Dengan lemas Ara keluar kamar, rambutnya berantakan. Ara tadi sudah bercermin dan dengan segala kesadarannya Ara mengakui bahwa kini dia mirip singa. Rambut berantakan iniiii, sudahlah Ara malas menata rambutnya. Ara keluar kamar dengan loyo seperti badai topan baru saja menyerangnya.
Lalu terlonjak, sangat kaget, saking kagetnya Ara sampai nyaris terpelesat dan jatuh tapi sosok itu yang berjasa membuat Ara shock malah dengan tanpa dosanya cepat-cepat menahan tubuh Ara. Tangannya yang besar melingkari pinggang Ara, mereka berakhir dalam kedekatan yang biadab. Buru-buru Ara memisahkan diri, dia menelan ludah lalu dengan sangat canggung Ara berdehem, apa saja, melakukan apa saja asal tidak kelihatan canggung.
Bukannya meminta maaf atau apa Dante malah lancang tau-tau masuk ke kamarnya. Ara tercengang sebentar melihat kelakuan tangan kanan daddy yang seolah tidak ada hormat-hormatnya dengannya.
Saat Dante keluar, dia membawa sandal rumah Ara. Ara mengernyit tidak mengerti. Tanpa mengatakan apa-apa Dante berjongkok di depan Ara, dia meletakkan sandal itu di depan kaki Ara. Lalu mendongak, mata birunya itu menatap Ara sangat intens, dilihat seperti itu Ara menelan ludah, dia mengerjap merasa luar biasa salah tingkah. Dante berdiri, seperti mengerti segala keheranan Ara, dia menjelaskan. "Di luar hujan, hawanya sedang dingin, saya pikir, sebaiknya nona memakai sandal." Setelah mengatakan itu dia mengangguk sebentar, lalu pergi begitu saja seperti tidak berdosa. Ara menyentuh jantungnya, apa Ara bisa terkena serangan jantung jika jantungnya terus berdetak dengan tidak normal begini?
***
"Anak daddy yang paling cantik." Daddy melihat Ara dengan tatapan penuh penilaian. "Kamu kok kayak baru keluar dari hutan gitu?."

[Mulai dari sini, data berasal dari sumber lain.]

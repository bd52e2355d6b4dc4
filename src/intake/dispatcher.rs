// Copyright (c) 2025 Fabstir
// SPDX-License-Identifier: BUSL-1.1
//! Routing of one inbound message to the relay components

use std::sync::Arc;
use tracing::{debug, info, warn};

use super::config::IntakeConfig;
use super::types::{Inbound, Message};
use crate::forward::{
    CommandReply, ForwardController, ForwardState, OperatorConsole, OperatorId, StagedAsset,
};
use crate::publish::{PublishOutcome, PublishPipeline};
use crate::sources::{CandidateSource, PostLookup};

/// Turn a console reply into chat text
pub fn render_reply(reply: &CommandReply) -> String {
    match reply {
        CommandReply::Started { base_id, title, .. } if title.is_empty() => {
            format!("Forward session {} started, send page 0", base_id)
        }
        CommandReply::Started { base_id, title, .. } => {
            format!("Forward session {} ({}) started, send page 0", base_id, title)
        }
        CommandReply::PageCommitted { page, next_page } => match page.record {
            Some(_) => format!("Published {}, send page {}", page.key, next_page),
            None => format!("{} was already published, send page {}", page.key, next_page),
        },
        CommandReply::Ended {
            final_page,
            final_error,
        } => match (final_page, final_error) {
            (Some(page), _) => format!("Forward session ended after publishing {}", page.key),
            (None, Some(e)) => format!("Forward session ended, last page not published: {}", e),
            (None, None) => "Forward session ended".to_string(),
        },
        CommandReply::NoActiveSession => "No forward session is active".to_string(),
        CommandReply::Deleted { key } => format!("Deleted {}", key),
        CommandReply::Rejected(e) => e.to_string(),
        CommandReply::Failed(e) => format!("Failed: {}", e),
        CommandReply::Usage(usage) => format!("Usage: {}", usage),
    }
}

/// Routes messages sent to the bot
///
/// Only operators can stage assets or publish links; anything else from
/// other users is dropped without a reply.
pub struct UpdateDispatcher {
    console: Arc<OperatorConsole>,
    forward: Arc<ForwardController>,
    pipeline: Arc<PublishPipeline>,
    links: Option<Arc<dyn PostLookup>>,
    config: IntakeConfig,
}

impl UpdateDispatcher {
    pub fn new(
        console: Arc<OperatorConsole>,
        forward: Arc<ForwardController>,
        pipeline: Arc<PublishPipeline>,
        links: Option<Arc<dyn PostLookup>>,
        config: IntakeConfig,
    ) -> Self {
        Self {
            console,
            forward,
            pipeline,
            links,
            config,
        }
    }

    /// Handle one message, returning the reply text if there is one
    pub async fn dispatch(&self, message: &Message) -> Option<String> {
        let sender = message.sender()?;
        match message.classify() {
            Inbound::Command(text) => self
                .console
                .handle(sender, Some(message.message_id), &text)
                .await
                .map(|reply| render_reply(&reply)),
            Inbound::Photo(asset) => self.stage(sender, asset, false).await,
            Inbound::Document(asset) => self.stage(sender, asset, true).await,
            Inbound::Link(post_id) => self.publish_link(sender, post_id).await,
            Inbound::Other => None,
        }
    }

    /// Stage a photo as the current page's preview or a file as its original
    ///
    /// Previews are re-sent as photos, so a file is never staged as one.
    async fn stage(&self, sender: OperatorId, asset: StagedAsset, is_file: bool) -> Option<String> {
        if !self.forward.config().is_operator(sender) {
            return None;
        }

        let session = self.forward.snapshot().await;
        let result = match (session.state(), is_file) {
            (ForwardState::Idle, _) => {
                debug!("Ignoring asset from {} outside a forward session", sender);
                return None;
            }
            (ForwardState::AwaitingPreview, true) => {
                return Some(format!(
                    "Send the preview for page {} as a photo first",
                    session.page_index()
                ));
            }
            (_, true) => self.forward.stage_original(sender, asset).await,
            (_, false) => {
                self.forward
                    .stage_preview(sender, asset, self.config.expect_original)
                    .await
            }
        };

        let page = session.page_index();
        Some(match result {
            Ok(ForwardState::AwaitingOriginal) => {
                format!("Preview for page {} staged, send the original as a file", page)
            }
            Ok(_) => format!("Page {} staged, /forward_continue to publish it", page),
            Err(e) => e.to_string(),
        })
    }

    /// Publish the post behind a link unless it is already in the history
    async fn publish_link(&self, sender: OperatorId, post_id: u64) -> Option<String> {
        let links = self.links.as_ref()?;
        if !self.forward.config().is_operator(sender) {
            return None;
        }
        if self.forward.snapshot().await.is_active() {
            debug!("Ignoring post link while a forward session is active");
            return None;
        }

        let cache = self.pipeline.cache();
        let key = links.key_for(post_id);
        if cache.check_exists(&key).await {
            return Some(format!("{} was already published", key));
        }

        let stub = match links.lookup(post_id).await {
            Ok(Some(stub)) => stub,
            Ok(None) => return Some(format!("{} not found", key)),
            Err(e) => {
                warn!("Lookup of {} failed: {}", key, e);
                return Some(format!("Lookup of {} failed: {}", key, e));
            }
        };

        info!("Downloading {} for {}", stub.key, sender);
        let bytes = match links.download(&stub).await {
            Ok(bytes) => bytes,
            Err(e) => {
                warn!("Download of {} failed: {}", key, e);
                return Some(format!("Download of {} failed: {}", key, e));
            }
        };

        let reply = match self.pipeline.publish(stub.into_item(bytes)).await {
            PublishOutcome::Published(record) => format!("Published {}", record.key),
            PublishOutcome::AlreadyPublished => format!("{} was already published", key),
            PublishOutcome::Skipped(e) => format!("{} not published: {}", key, e),
        };

        if let Err(e) = cache.flush().await {
            warn!("History flush after link failed: {}", e);
        }
        Some(reply)
    }
}
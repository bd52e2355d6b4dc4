// Copyright (c) 2025 Fabstir
// SPDX-License-Identifier: BUSL-1.1
//! Poll loop driving one source
//!
//! Cancellation is checked before every item and during every wait. An item
//! already being published is allowed to finish.

use std::sync::Arc;
use std::time::Duration;
use tokio_util::sync::CancellationToken;
use tracing::{debug, error, info, warn};

use super::types::SourceError;
use super::CandidateSource;
use crate::history::HistoryCache;
use crate::publish::{PublishOutcome, PublishPipeline};

/// Delays used by the poll loop
#[derive(Debug, Clone, Copy)]
pub struct PollTiming {
    /// Pause after each published item
    pub item_delay: Duration,
    /// Wait after a failed discovery
    pub retry_delay: Duration,
}

impl Default for PollTiming {
    fn default() -> Self {
        Self {
            item_delay: Duration::from_secs(3),
            retry_delay: Duration::from_secs(60),
        }
    }
}

/// Counts for one poll cycle
#[derive(Debug, Clone, Default, PartialEq, Eq)]
pub struct CycleStats {
    pub discovered: usize,
    pub known: usize,
    pub download_failed: usize,
    pub published: usize,
    pub not_published: usize,
    /// The cycle stopped early because of cancellation
    pub cancelled: bool,
}

/// Sleep for `duration` unless cancelled first; `false` means cancelled
pub async fn wait_or_cancel(cancel: &CancellationToken, duration: Duration) -> bool {
    tokio::select! {
        _ = cancel.cancelled() => false,
        _ = tokio::time::sleep(duration) => true,
    }
}

/// Run one discover/publish pass over `source`
pub async fn run_cycle(
    source: &dyn CandidateSource,
    cache: &HistoryCache,
    pipeline: &PublishPipeline,
    item_delay: Duration,
    cancel: &CancellationToken,
) -> Result<CycleStats, SourceError> {
    let stubs = source.discover().await?;
    let mut stats = CycleStats {
        discovered: stubs.len(),
        ..Default::default()
    };

    for stub in stubs {
        if cancel.is_cancelled() {
            stats.cancelled = true;
            break;
        }

        if cache.check_exists(&stub.key).await {
            stats.known += 1;
            continue;
        }

        info!("Downloading {} from {}", stub.key, source.name());
        let bytes = match source.download(&stub).await {
            Ok(bytes) => bytes,
            Err(e) => {
                warn!("Download of {} failed: {}", stub.key, e);
                stats.download_failed += 1;
                continue;
            }
        };

        match pipeline.publish(stub.into_item(bytes)).await {
            PublishOutcome::Published(_) => stats.published += 1,
            PublishOutcome::AlreadyPublished => stats.known += 1,
            PublishOutcome::Skipped(_) => stats.not_published += 1,
        }

        if let Err(e) = cache.flush().await {
            warn!("History flush after item failed: {}", e);
        }

        if !wait_or_cancel(cancel, item_delay).await {
            stats.cancelled = true;
            break;
        }
    }

    Ok(stats)
}

/// Poll `source` until `cancel` fires
pub async fn run_source(
    source: Arc<dyn CandidateSource>,
    cache: Arc<HistoryCache>,
    pipeline: Arc<PublishPipeline>,
    timing: PollTiming,
    cancel: CancellationToken,
) {
    info!("Source {} started", source.name());

    while !cancel.is_cancelled() {
        debug!("Checking {}", source.name());
        let wait = match run_cycle(
            source.as_ref(),
            &cache,
            &pipeline,
            timing.item_delay,
            &cancel,
        )
        .await
        {
            Ok(stats) => {
                info!(
                    "{} cycle done: {} discovered, {} published, {} known, {} failed",
                    source.name(),
                    stats.discovered,
                    stats.published,
                    stats.known,
                    stats.download_failed + stats.not_published
                );
                let history = cache.stats().await;
                debug!(
                    "History: {} keys, {} remote lookups ({} unresolved), {} commits, {} flushes",
                    history.local_keys,
                    history.remote_lookups,
                    history.unresolved_lookups,
                    history.commits,
                    history.flushes
                );
                source.interval()
            }
            Err(e) => {
                error!("{} discovery failed: {}", source.name(), e);
                timing.retry_delay
            }
        };

        if !wait_or_cancel(&cancel, wait).await {
            break;
        }
    }

    info!("Source {} stopped", source.name());
}
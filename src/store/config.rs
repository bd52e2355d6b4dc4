// Copyright (c) 2025 Fabstir
// SPDX-License-Identifier: BUSL-1.1
//! Configuration for the persistent store backend

use crate::config::env_var;

/// Connection settings for the D1 database and the key-list worker
#[derive(Debug, Clone)]
pub struct StoreConfig {
    /// Cloudflare account owning the D1 database
    pub account_id: String,
    /// Bearer token for the D1 HTTP API
    pub api_token: String,
    /// D1 database identifier
    pub database_id: String,
    /// Base URL of the worker exposing `/api/get_history` and `/api/update_history`
    pub worker_url: Option<String>,
    /// Timeout applied to every remote call, in seconds
    pub timeout_secs: u64,
}

impl StoreConfig {
    /// Load configuration from environment variables
    pub fn from_env() -> Self {
        Self {
            account_id: env_var("CLOUDFLARE_ACCOUNT_ID").unwrap_or_default(),
            api_token: env_var("CLOUDFLARE_API_TOKEN").unwrap_or_default(),
            database_id: env_var("D1_DATABASE_ID").unwrap_or_default(),
            worker_url: env_var("WORKER_URL")
                .map(|u| u.trim_end_matches('/').to_string())
                .filter(|u| !u.is_empty()),
            timeout_secs: env_var("REMOTE_TIMEOUT_SECS")
                .and_then(|v| v.parse().ok())
                .unwrap_or(30),
        }
    }

    /// Validate the configuration
    pub fn validate(&self) -> Result<(), String> {
        if self.account_id.is_empty() || self.database_id.is_empty() {
            return Err("CLOUDFLARE_ACCOUNT_ID and D1_DATABASE_ID are required".to_string());
        }
        if self.api_token.is_empty() {
            return Err("CLOUDFLARE_API_TOKEN is required".to_string());
        }
        if self.timeout_secs == 0 {
            return Err("Remote timeout must be greater than 0".to_string());
        }
        Ok(())
    }

    /// D1 query endpoint for this account and database
    pub fn query_url(&self) -> String {
        format!(
            "https://api.cloudflare.com/client/v4/accounts/{}/d1/database/{}/query",
            self.account_id, self.database_id
        )
    }
}

impl Default for StoreConfig {
    fn default() -> Self {
        Self {
            account_id: String::new(),
            api_token: String::new(),
            database_id: String::new(),
            worker_url: None,
            timeout_secs: 30,
        }
    }
}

Ara berjalan lurus saja lalu duduk di kursi bar, menonton mama yang memasak di pantry sana. Jangan pedulikan mulut lemes daddy, karena hari ini Ara betulan malas berdebat. "Daddy nggak liat aku udah lemes gini kayak ibu-ibu baru lahiran."
Daddy malah bertanya seperti orang bodoh. "Memangnya kamu abis lahiran?."
"Emang semesta itu adil ya, orang bilang daddy itu sempurna, padahal mah beuh, nenek-nenek pakek behel juga tau kalo daddy itu aslinya Nikita Mirzani versi cowok." Tawa daddy menggema.
"Sayang, daddy tersanjung atas pujian kamu."
"Aku bakal terharu kalo daddy mau diem sehariiiiiii ini aja."
Daddy tersenyum merendahkan. "Daddy sangat senang kamu begitu menyayangi daddy."
Dengan geram Ara menyatukan tangan di depan dada, berdo'a. "Ya Allah yang maha baik, tolong bikin daddy diam aja. Tolong kunci aja mulutnya daddy biar nggak bisa lagi ngomong ya Allah." Daddy tersenyum saja melihat anaknya berdo'a begitu.
Diketuknya kepala Ara seperti kepala Ara ini pintu. "Ara sehat?."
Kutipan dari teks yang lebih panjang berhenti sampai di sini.